By Cyril Almeida
DEATH by hemlock or a shotgun to the face is the kind of choice that can make you forget the result is the same.
Yesterday felt like a bit of both.
It wasn’t shocking. Only the naïve are unaware of what lurks at what we can only pray are the fringes of society.
The slow poisoning of state and society has turned explosive. From here, what will be, will be.
And for three weeks, we watched as the fringe dragged itself to the centre and raised itself into a miasma that has engulfed us all.
It wasn’t particularly surprising. There is effectively no government. And definitely no one who could handle this situation.
Civilian government or military dictator, ours is a top-down, personality-driven system. A figure in whom not only is the power of high office vested, but who also has the legitimacy or strength to wield that power.
Khaqan Abbasi is manifestly not that person. Shahbaz maybe could’ve been that person in this particularly hellish scenario, but we can’t know because he’s been too busy sulking.
For better or worse, there were only two potential wielding-power-at-the-very-top figures who could — could — have sorted this out before it snowballed.
But Nawaz has been stripped of office. And the chief, we have now learned, believes national cohesion is on the line because of violence by both sides.
It isn’t surprising the danger grew and grew.
From here, what will be, will be. Order, or the veneer of it, will be established, but what precedents will be set — in the streets and in government — we can only guess.
So let’s get back to the hemlock, the slow death, and the shotgun-to-the-face, the violent end.
There is no real secret to what happened. Consolidating election laws meant simplifying stuff without changing the underlying spirit.
None of our parliamentary pygmies dare dream of tampering with this particular spirit.
Because there’s no mystery or malice, it’s easy enough to explain. Babar Sattar has already sliced through it, reminding us how this originated with Musharraf.
Having decided to revert to a joint electorate — enlightened liberation and all of that — Musharraf was cornered by the hateful lot. So to save his joint electorate, he threw that wretched lot among us under the bus.
Redundant clauses were introduced in the election laws to let everyone know who among us is hated and exactly why. If you haven’t read Babar, have a look at The News of Nov 18.
The PML-N’s mistakes — mistakes only in that here we are, in hell itself — were threefold. One, the Qadri execution was hung around the government’s neck.
There’s reason to believe the N-League had to be coaxed into that particular execution, but the warrant had to be signed by them, so on them has been pinned political blame.
Two, the N-League’s ambivalent, stuttering move towards the political centre exposed it to right-wing ire. To be accused of secularising impulses or modernising aspirations is in certain quarters to be accused of apostasy itself.
Three, the N-League didn’t wrap itself in the protective embrace of Fazlur Rehman and his ilk.

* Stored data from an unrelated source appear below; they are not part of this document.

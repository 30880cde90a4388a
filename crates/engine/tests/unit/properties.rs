use super::*;
use ir::EqualityPolicy;
use std::time::Duration;

fn with_policy(policy: EqualityPolicy) -> EngineConfig {
    EngineConfig {
        equality: policy,
        ..EngineConfig::default()
    }
}

#[test]
fn every_expression_equals_itself() {
    let src = "f(a.b[1], 'x') == f(a.b[1], 'x');\nnew C(0x1f) == new C(0x1f);\n(fn (x) { return x; }) == (fn (x) { return x; });";
    assert_eq!(matched("$X == $X", src).len(), 3);
}

#[test]
fn literal_normalization_follows_policy() {
    let tree = program("0x10 == 16;\n'a' == \"a\";\n1_000 == 1000;");
    let normalized = matched_with("$X == $X", &tree, &EngineConfig::default());
    assert_eq!(normalized.len(), 3);
    let exact = matched_with("$X == $X", &tree, &with_policy(EqualityPolicy::syntactic()));
    assert!(exact.is_empty());
}

#[test]
fn commutative_operands_only_when_enabled() {
    let tree = program("a * b == b * a;");
    assert!(matched_with("$X == $X", &tree, &EngineConfig::default()).is_empty());
    let policy = EqualityPolicy {
        commutative: true,
        ..EqualityPolicy::default()
    };
    assert_eq!(matched_with("$X == $X", &tree, &with_policy(policy)).len(), 1);
}

#[test]
fn ellipsis_only_widens_the_match_set() {
    let src = "foo(1, 2); foo(1, 9, 2); foo(2, 1); foo(1); foo();";
    let exact = matched("foo(1, 2)", src);
    let gap = matched("foo(1, ..., 2)", src);
    let any = matched("foo(...)", src);
    assert!(exact.iter().all(|m| gap.contains(m)));
    assert!(gap.iter().all(|m| any.contains(m)));
    assert_eq!((exact.len(), gap.len(), any.len()), (1, 2, 5));
}

#[test]
fn deep_ellipsis_matches_are_a_subset_of_plain_ones() {
    let src = "g(x); g(y + x); g(y); g(h(x), 1);";
    let deep = matched("g(<... x ...>)", src);
    let plain = matched("g(...)", src);
    assert_eq!(deep, vec!["g(x)", "g(y + x)"]);
    assert!(deep.iter().all(|m| plain.contains(m)));
}

#[test]
fn analysis_is_deterministic() {
    let rs = rules(
        r#"rules:
- id: calls
  message: call to $F
  pattern: $F(...)
- id: self.compare
  message: m
  pattern: $X == $X
"#,
    );
    let trees: Vec<Tree> = (0..8)
        .map(|i| program(&format!("a({i}); b(a == a);\nfn f{i}() {{ c(d(e)); }}")))
        .collect();
    let cfg = EngineConfig::default();
    let collect = |reports: Vec<FileReport>| -> Vec<Finding> {
        reports.iter().flat_map(|r| r.findings().cloned()).collect()
    };
    let first = collect(analyze_trees(&trees, &rs, &cfg, None));
    let second = collect(analyze_trees(&trees, &rs, &cfg, None));
    let sequential = collect(
        trees
            .iter()
            .map(|t| analyze_tree(t, &rs, &cfg, None))
            .collect(),
    );
    assert_eq!(first, second);
    assert_eq!(first, sequential);
    assert_eq!(first.len(), 8 * 5);
}

#[test]
fn timeout_is_confined_to_one_rule_and_file() {
    let ones = vec!["1"; 40].join(", ");
    let tree = program(&format!("g({ones});\nfoo();"));
    let rs = rules(
        r#"rules:
- id: slow
  message: m
  pattern: g(..., $A, ..., $B, ..., $C, ..., 2)
- id: fast
  message: m
  pattern: foo()
"#,
    );
    let cfg = EngineConfig {
        rule_timeout: None,
        max_steps: Some(1_000),
        ..EngineConfig::default()
    };
    let report = analyze_tree(&tree, &rs, &cfg, None);
    assert!(matches!(report.rules[0].outcome, RuleOutcome::TimedOut { .. }));
    match &report.rules[1].outcome {
        RuleOutcome::Completed(found) => assert_eq!(found.len(), 1),
        other => panic!("fast rule did not complete: {other:?}"),
    }
    assert_eq!(report.timed_out().count(), 1);

    let other = program("g(1, 2);");
    let report = analyze_tree(&other, &rs, &cfg, None);
    assert!(report.timed_out().next().is_none());
}

#[test]
fn wall_clock_budget_stops_the_search() {
    let budget = Budget::new(Some(Duration::ZERO), None);
    assert!(matches!(budget.tick(), Err(MatchError::Timeout { .. })));
    // stays exhausted
    assert!(budget.tick().is_err());
    assert!(budget.is_exhausted());

    let unlimited = Budget::unlimited();
    for _ in 0..10_000 {
        unlimited.tick().unwrap();
    }
    assert_eq!(unlimited.steps(), 10_000);
}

Like the PPP did with the 18th Amendment.
Few know this because it was always only theoretical, but until the 18th Amendment it was possible for any member of the National Assembly to be prime minister — man, woman, Muslim and, yes, non-Muslim.
In one of those constitutional quirks, the lacuna had opened under Zia. Once the oath of office for the PM was changed, making it explicitly for a Muslim, there was no need to continue with the specific, Muslim-only PM clause in the Constitution.
That changed with the 18th Amendment.
Article 91(3) now reads: “the National Assembly shall … proceed to elect without debate one of its Muslim members to be the Prime Minister.”
That’s right. The secular PPP changed the Constitution, claiming that it was only reverting to the original, 1973 language, to ensure that Musharraf’s joint electorate could only produce a Muslim prime minister.
The key, of course, was Fazlu. Zardari wanted parliamentary consensus on the 18th, Fazlur Rehman’s price for voting yes was to retain Zia’s Islamist clauses.
We can only speculate why the N-League didn’t buy itself Fazlu or sundry mullah insurance when it got around to having the election laws consolidated by parliament.
Nawaz, as we all know, had been recently ousted. Fazlu or any other mullah who may have been inclined to warn Nawaz and extract a price to support the bill was dealing with a nobody PM.
Maybe that’s where the ball was dropped.
The other bit is Nawaz getting the N-League presidency back. The PML-N was so focused on getting that clause through in the electoral-laws revamp that it left its right flank exposed. A flank that has been devoured by the Faizabad lot.
Of such stupidities are tragedies made.
But the hemlock and the shotgun are now, in a miserable, quintessentially Pakistani way, entwined. The slow poisoning of state and society has turned explosive. From here, what will be, will be.
Which leaves us with a final exegesis. What will it take to stop and maybe reverse this?
It’s impossible to know, but not hard to guess. Pygmies won’t do. Neither a Musharraf nor a Nawaz nor any of those who dared to be heard or seen this weekend.
Probably someone who is willing to say enough and, like the evil in our streets, willing to put his life on the line to stand by what he believes.
Someone to make us governable at the cost, potentially, of his life.
But that probably explains why we will remain ungovernable.